Republicans signaled that Biden will face fierce opposition on some parts of his agenda.
One of his orders seeks to fortify the Deferred Action for Childhood Arrivals, known as DACA, a signature effort of the Obama administration that provided hundreds of thousands of young immigrants protection from deportation and a pathway to citizenship. That's part of a broader immigration plan that would provide an eight-year path to citizenship for an estimated 11 million people living in the U.S. without legal status.
The plan would lead to “a permanent cycle of illegal immigration and amnesty that would hurt hard-working Americans and the millions of legal immigrants working their way through the legal immigration process,” said Chris Hartline, a spokesman for the National Republican Senatorial Committee.

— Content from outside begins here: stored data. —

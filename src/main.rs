use tracing_subscriber::{layer::SubscriberExt, util::SubscriberInitExt};

use stripe_sync_backend::{run, settings::Settings};

#[tokio::main]
async fn main() {
    tracing_subscriber::registry()
        .with(tracing_subscriber::EnvFilter::new(
            std::env::var("RUST_LOG").unwrap_or_else(|_| "info".into()),
        ))
        .with(tracing_subscriber::fmt::layer())
        .init();

    let settings = match Settings::new() {
        Ok(settings) => settings,
        Err(e) => {
            tracing::error!("failed to load configuration: {e}");
            std::process::exit(1);
        }
    };

    if let Err(e) = run(settings).await {
        tracing::error!("server error: {e:#}");
        std::process::exit(1);
    }
}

Another order forbids discrimination by federal agencies or programs on the basis of sexual orientation or gender identity.

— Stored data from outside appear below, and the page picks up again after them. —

//! AES-256-GCM encryption of short secrets, plus the CSPRNG helpers used for
//! install-state nonces and database passwords.
//!
//! Ciphertexts are wrapped in a versioned JSON envelope
//! (`{"v":1,"iv":…,"data":…,"tag":…}`, all base64) so the on-disk format can
//! survive an algorithm change. The envelope is shared verbatim with the bulk
//! token sweeper, which reads the same rows with the same key.

use aes_gcm::{
    aead::{Aead, AeadCore, KeyInit, OsRng},
    Aes256Gcm, Nonce,
};
use base64::{engine::general_purpose::STANDARD as BASE64, Engine};
use rand::{distributions::Alphanumeric, Rng, RngCore};
use serde::{Deserialize, Serialize};
use sha2::{Digest, Sha256};
use thiserror::Error;

pub mod signature;

const KEY_SIZE: usize = 32;
const NONCE_SIZE: usize = 12;
const TAG_SIZE: usize = 16;
const ENVELOPE_VERSION: u8 = 1;

#[derive(Debug, Error)]
pub enum CryptoError {
    #[error("encryption key must be {KEY_SIZE} bytes of hex")]
    InvalidKey,
    /// Deliberately carries no detail: tampered, truncated, wrong-key and
    /// unknown-version inputs are indistinguishable to callers.
    #[error("ciphertext is corrupt")]
    Corrupt,
}

#[derive(Serialize, Deserialize)]
struct Envelope {
    v: u8,
    iv: String,
    data: String,
    tag: String,
}

/// Process-wide cipher for token and password material. Constructed once at
/// startup from `ENCRYPTION_KEY`; a bad key is a fatal configuration error.
pub struct TokenCipher {
    cipher: Aes256Gcm,
}

impl TokenCipher {
    /// Build a cipher from a hex-encoded 32-byte key.
    pub fn from_hex_key(key_hex: &str) -> Result<Self, CryptoError> {
        let key_bytes = hex::decode(key_hex.trim()).map_err(|_| CryptoError::InvalidKey)?;
        if key_bytes.len() != KEY_SIZE {
            return Err(CryptoError::InvalidKey);
        }
        let cipher = Aes256Gcm::new_from_slice(&key_bytes).map_err(|_| CryptoError::InvalidKey)?;
        Ok(Self { cipher })
    }

    /// Encrypt a secret into the versioned envelope, with a fresh random
    /// 96-bit IV per call.
    pub fn encrypt(&self, plaintext: &str) -> Result<String, CryptoError> {
        let nonce = Aes256Gcm::generate_nonce(&mut OsRng);
        let mut sealed = self
            .cipher
            .encrypt(&nonce, plaintext.as_bytes())
            .map_err(|_| CryptoError::Corrupt)?;
        // aes-gcm appends the 16-byte auth tag; the envelope stores it apart.
        let tag = sealed.split_off(sealed.len() - TAG_SIZE);
        let envelope = Envelope {
            v: ENVELOPE_VERSION,
            iv: BASE64.encode(nonce),
            data: BASE64.encode(&sealed),
            tag: BASE64.encode(&tag),
        };
        serde_json::to_string(&envelope).map_err(|_| CryptoError::Corrupt)
    }

    /// Decrypt an envelope produced by [`TokenCipher::encrypt`].
    pub fn decrypt(&self, blob: &str) -> Result<String, CryptoError> {
        let envelope: Envelope = serde_json::from_str(blob).map_err(|_| CryptoError::Corrupt)?;
        if envelope.v != ENVELOPE_VERSION {
            return Err(CryptoError::Corrupt);
        }
        let iv = BASE64.decode(&envelope.iv).map_err(|_| CryptoError::Corrupt)?;
        let data = BASE64.decode(&envelope.data).map_err(|_| CryptoError::Corrupt)?;
        let tag = BASE64.decode(&envelope.tag).map_err(|_| CryptoError::Corrupt)?;
        if iv.len() != NONCE_SIZE || tag.len() != TAG_SIZE {
            return Err(CryptoError::Corrupt);
        }
        let mut sealed = data;
        sealed.extend_from_slice(&tag);
        let plaintext = self
            .cipher
            .decrypt(Nonce::from_slice(&iv), sealed.as_ref())
            .map_err(|_| CryptoError::Corrupt)?;
        String::from_utf8(plaintext).map_err(|_| CryptoError::Corrupt)
    }
}

/// SHA-256 hex digest. Used to hash install-state nonces before storage so
/// the raw state value never touches the database.
pub fn digest_hex(value: &str) -> String {
    hex::encode(Sha256::digest(value.as_bytes()))
}

/// `n` random bytes from the OS CSPRNG, hex encoded.
pub fn random_token_hex(n: usize) -> String {
    let mut bytes = vec![0u8; n];
    rand::thread_rng().fill_bytes(&mut bytes);
    hex::encode(bytes)
}

/// Random alphanumeric password for a provisioned database.
pub fn random_password(len: usize) -> String {
    rand::thread_rng()
        .sample_iter(&Alphanumeric)
        .take(len)
        .map(char::from)
        .collect()
}

#[cfg(test)]
mod tests {
    use super::*;

    fn test_cipher() -> TokenCipher {
        TokenCipher::from_hex_key(&hex::encode([7u8; 32])).unwrap()
    }

    #[test]
    fn rejects_bad_keys() {
        assert!(TokenCipher::from_hex_key("not hex").is_err());
        assert!(TokenCipher::from_hex_key(&hex::encode([0u8; 16])).is_err());
        assert!(TokenCipher::from_hex_key(&hex::encode([0u8; 64])).is_err());
        assert!(TokenCipher::from_hex_key(&hex::encode([0u8; 32])).is_ok());
    }

    #[test]
    fn round_trip() {
        let cipher = test_cipher();
        for plaintext in ["", "rt_abc123", "a much longer refresh token value 🦀"] {
            let blob = cipher.encrypt(plaintext).unwrap();
            assert_eq!(cipher.decrypt(&blob).unwrap(), plaintext);
        }
    }

    #[test]
    fn envelope_shape() {
        let cipher = test_cipher();
        let blob = cipher.encrypt("secret").unwrap();
        let value: serde_json::Value = serde_json::from_str(&blob).unwrap();
        assert_eq!(value["v"], 1);
        let iv = BASE64.decode(value["iv"].as_str().unwrap()).unwrap();
        let tag = BASE64.decode(value["tag"].as_str().unwrap()).unwrap();
        assert_eq!(iv.len(), NONCE_SIZE);
        assert_eq!(tag.len(), TAG_SIZE);
    }

    #[test]
    fn unique_ivs_per_call() {
        let cipher = test_cipher();
        let a = cipher.encrypt("same").unwrap();
        let b = cipher.encrypt("same").unwrap();
        assert_ne!(a, b);
        assert_eq!(cipher.decrypt(&a).unwrap(), "same");
        assert_eq!(cipher.decrypt(&b).unwrap(), "same");
    }

    #[test]
    fn tampered_ciphertext_is_corrupt() {
        let cipher = test_cipher();
        let blob = cipher.encrypt("secret").unwrap();
        let mut envelope: serde_json::Value = serde_json::from_str(&blob).unwrap();

        // Flip one bit inside the payload.
        let mut data = BASE64.decode(envelope["data"].as_str().unwrap()).unwrap();
        data[0] ^= 0x01;
        envelope["data"] = serde_json::Value::String(BASE64.encode(&data));
        let err = cipher.decrypt(&envelope.to_string()).unwrap_err();
        assert!(matches!(err, CryptoError::Corrupt));
    }

    #[test]
    fn structural_mismatches_are_corrupt() {
        let cipher = test_cipher();
        let blob = cipher.encrypt("secret").unwrap();

        // Unknown version.
        let mut envelope: serde_json::Value = serde_json::from_str(&blob).unwrap();
        envelope["v"] = serde_json::Value::from(2);
        assert!(matches!(
            cipher.decrypt(&envelope.to_string()),
            Err(CryptoError::Corrupt)
        ));

        // Truncated IV.
        let mut envelope: serde_json::Value = serde_json::from_str(&blob).unwrap();
        envelope["iv"] = serde_json::Value::String(BASE64.encode([0u8; 4]));
        assert!(matches!(
            cipher.decrypt(&envelope.to_string()),
            Err(CryptoError::Corrupt)
        ));

        // Not JSON at all.
        assert!(matches!(
            cipher.decrypt("definitely not an envelope"),
            Err(CryptoError::Corrupt)
        ));
    }

    #[test]
    fn wrong_key_is_corrupt() {
        let blob = test_cipher().encrypt("secret").unwrap();
        let other = TokenCipher::from_hex_key(&hex::encode([9u8; 32])).unwrap();
        assert!(matches!(other.decrypt(&blob), Err(CryptoError::Corrupt)));
    }

    #[test]
    fn digest_is_stable_hex() {
        let digest = digest_hex("state-nonce");
        assert_eq!(digest.len(), 64);
        assert_eq!(digest, digest_hex("state-nonce"));
        assert_ne!(digest, digest_hex("other-nonce"));
    }

    #[test]
    fn random_helpers_have_expected_shape() {
        let token = random_token_hex(32);
        assert_eq!(token.len(), 64);
        assert!(token.chars().all(|c| c.is_ascii_hexdigit()));
        assert_ne!(token, random_token_hex(32));

        let password = random_password(24);
        assert_eq!(password.len(), 24);
        assert!(password.chars().all(|c| c.is_ascii_alphanumeric()));
    }
}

Ames Simmons, policy director for Equality NC, said the new anti-discrimination protections go much further than just federal hiring practices, which is especially important in North Carolina and other states with no other LGBTQ protections in place.
"It would affect the way federal law is interpreted in education, in health care and in housing, which are all three very big areas of discrimination," Simmons said.

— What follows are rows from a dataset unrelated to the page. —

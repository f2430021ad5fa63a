//! Thin client for the Supabase management API: create a project, run SQL
//! against it, delete it. Anything outside 2xx is surfaced as
//! [`SupabaseError::Upstream`] with the status attached, including 404 on
//! delete, because silently dropping a local row while the managed project
//! lives on is worse than a loud error.

use reqwest::Client as HttpClient;
use serde::Deserialize;
use thiserror::Error;

pub const DEFAULT_API_URL: &str = "https://api.supabase.com";
pub const DEFAULT_REGION: &str = "us-east-1";

#[derive(Debug, Error)]
pub enum SupabaseError {
    #[error("control plane returned {status}: {body}")]
    Upstream { status: u16, body: String },
    #[error("control plane request failed: {0}")]
    Transport(String),
}

impl SupabaseError {
    /// True for 401/403: our control-plane credentials are bad, retrying is
    /// pointless.
    pub fn is_auth(&self) -> bool {
        matches!(
            self,
            SupabaseError::Upstream {
                status: 401 | 403,
                ..
            }
        )
    }
}

#[derive(Debug, Clone, Deserialize)]
pub struct CreatedProject {
    pub id: String,
    #[serde(default)]
    pub region: Option<String>,
}

pub struct SupabaseClient {
    http: HttpClient,
    api_url: String,
    access_token: String,
    organization_id: String,
    region: String,
}

impl SupabaseClient {
    pub fn new(
        http: HttpClient,
        api_url: String,
        access_token: String,
        organization_id: String,
        region: String,
    ) -> Self {
        Self {
            http,
            api_url,
            access_token,
            organization_id,
            region,
        }
    }

    pub fn region(&self) -> &str {
        &self.region
    }

    /// Create a managed project. The plaintext database password crosses the
    /// wire exactly once, here.
    pub async fn create_project(
        &self,
        name: &str,
        db_password: &str,
    ) -> Result<CreatedProject, SupabaseError> {
        let response = self
            .http
            .post(format!("{}/v1/projects", self.api_url))
            .bearer_auth(&self.access_token)
            .json(&serde_json::json!({
                "name": name,
                "organization_id": self.organization_id,
                "region": self.region,
                "db_pass": db_password,
            }))
            .send()
            .await
            .map_err(transport)?;

        let response = check_status(response).await?;
        response
            .json::<CreatedProject>()
            .await
            .map_err(|e| SupabaseError::Transport(format!("invalid project response: {e}")))
    }

    /// Run SQL against a project's database and return the result rows of the
    /// final statement as JSON.
    pub async fn run_query(
        &self,
        project_ref: &str,
        sql: &str,
    ) -> Result<serde_json::Value, SupabaseError> {
        let response = self
            .http
            .post(format!(
                "{}/v1/projects/{}/database/query",
                self.api_url, project_ref
            ))
            .bearer_auth(&self.access_token)
            .json(&serde_json::json!({ "query": sql }))
            .send()
            .await
            .map_err(transport)?;

        let response = check_status(response).await?;
        response
            .json::<serde_json::Value>()
            .await
            .map_err(|e| SupabaseError::Transport(format!("invalid query response: {e}")))
    }

    pub async fn delete_project(&self, project_ref: &str) -> Result<(), SupabaseError> {
        let response = self
            .http
            .delete(format!("{}/v1/projects/{}", self.api_url, project_ref))
            .bearer_auth(&self.access_token)
            .send()
            .await
            .map_err(transport)?;

        check_status(response).await?;
        Ok(())
    }
}

fn transport(e: reqwest::Error) -> SupabaseError {
    SupabaseError::Transport(e.to_string())
}

async fn check_status(response: reqwest::Response) -> Result<reqwest::Response, SupabaseError> {
    let status = response.status();
    if status.is_success() {
        return Ok(response);
    }
    let body = response.text().await.unwrap_or_default();
    Err(SupabaseError::Upstream {
        status: status.as_u16(),
        body,
    })
}

/// Pooler hostname for a region. The exact pattern is part of the persisted
/// contract: connection strings handed to users are built from it.
pub fn pooler_host(region: &str) -> String {
    format!("aws-1-{region}.pooler.supabase.com")
}

/// Materialize the user-facing connection string for a ready database.
pub fn connection_string(project_ref: &str, db_password: &str, host: &str) -> String {
    format!("postgresql://postgres.{project_ref}:{db_password}@{host}:5432/postgres")
}

#[cfg(test)]
mod tests {
    use super::*;

    #[test]
    fn pooler_host_follows_region() {
        assert_eq!(pooler_host("us-east-1"), "aws-1-us-east-1.pooler.supabase.com");
        assert_eq!(pooler_host("eu-west-2"), "aws-1-eu-west-2.pooler.supabase.com");
    }

    #[test]
    fn connection_string_shape() {
        assert_eq!(
            connection_string("ref_123", "pw", "aws-1-us-east-1.pooler.supabase.com"),
            "postgresql://postgres.ref_123:pw@aws-1-us-east-1.pooler.supabase.com:5432/postgres"
        );
    }

    #[test]
    fn auth_statuses_are_fatal() {
        for status in [401, 403] {
            assert!(SupabaseError::Upstream {
                status,
                body: String::new()
            }
            .is_auth());
        }
        for status in [404, 429, 500] {
            assert!(!SupabaseError::Upstream {
                status,
                body: String::new()
            }
            .is_auth());
        }
        assert!(!SupabaseError::Transport("timeout".into()).is_auth());
    }
}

The change in policy follows last June’s historic U.S. Supreme Court ruling upholding protections for people based on sexual orientation or gender identity. The Trump administration refused to implement the ruling, which Simmons said followed four years of moving in the opposite direction.
"The Trump administration rolled back every LGBTQ protection that they could find," he said.
The new executive order doesn't address transgender people serving openly in the armed forces. Trump reversed the Obama-era rule, reinstituting the ban in 2018. Biden is expected to override that decision as well.
"The intent seems to be that the ban will begin the process of reversal within a matter of days," Simmons said.
Some social conservatives are already voicing concerns over the policy changes. They say they will oppose anything that limits religious freedom.
In another effort to signal a return to pre-Trump times, Jen Psaki, the new White House press secretary, said she would hold a news briefing late Wednesday in a symbol of the administration’s commitment to transparency. Trump's White House had all but abandoned the practice of briefing reporters daily.
Biden's action notably did not include immediate steps to rejoin the Iran nuclear accord, which Trump abandoned and Biden has pledged to reimplement. Psaki noted that more actions were coming, including plans to revoke the Pentagon’s ban on military service by transgender Americans as well as the so-called Mexico City policy, which bans U.S. funding for international organizations that perform or refer women for abortion services.
WRAL Capitol Bureau Chief Laura Leslie contributed to this report.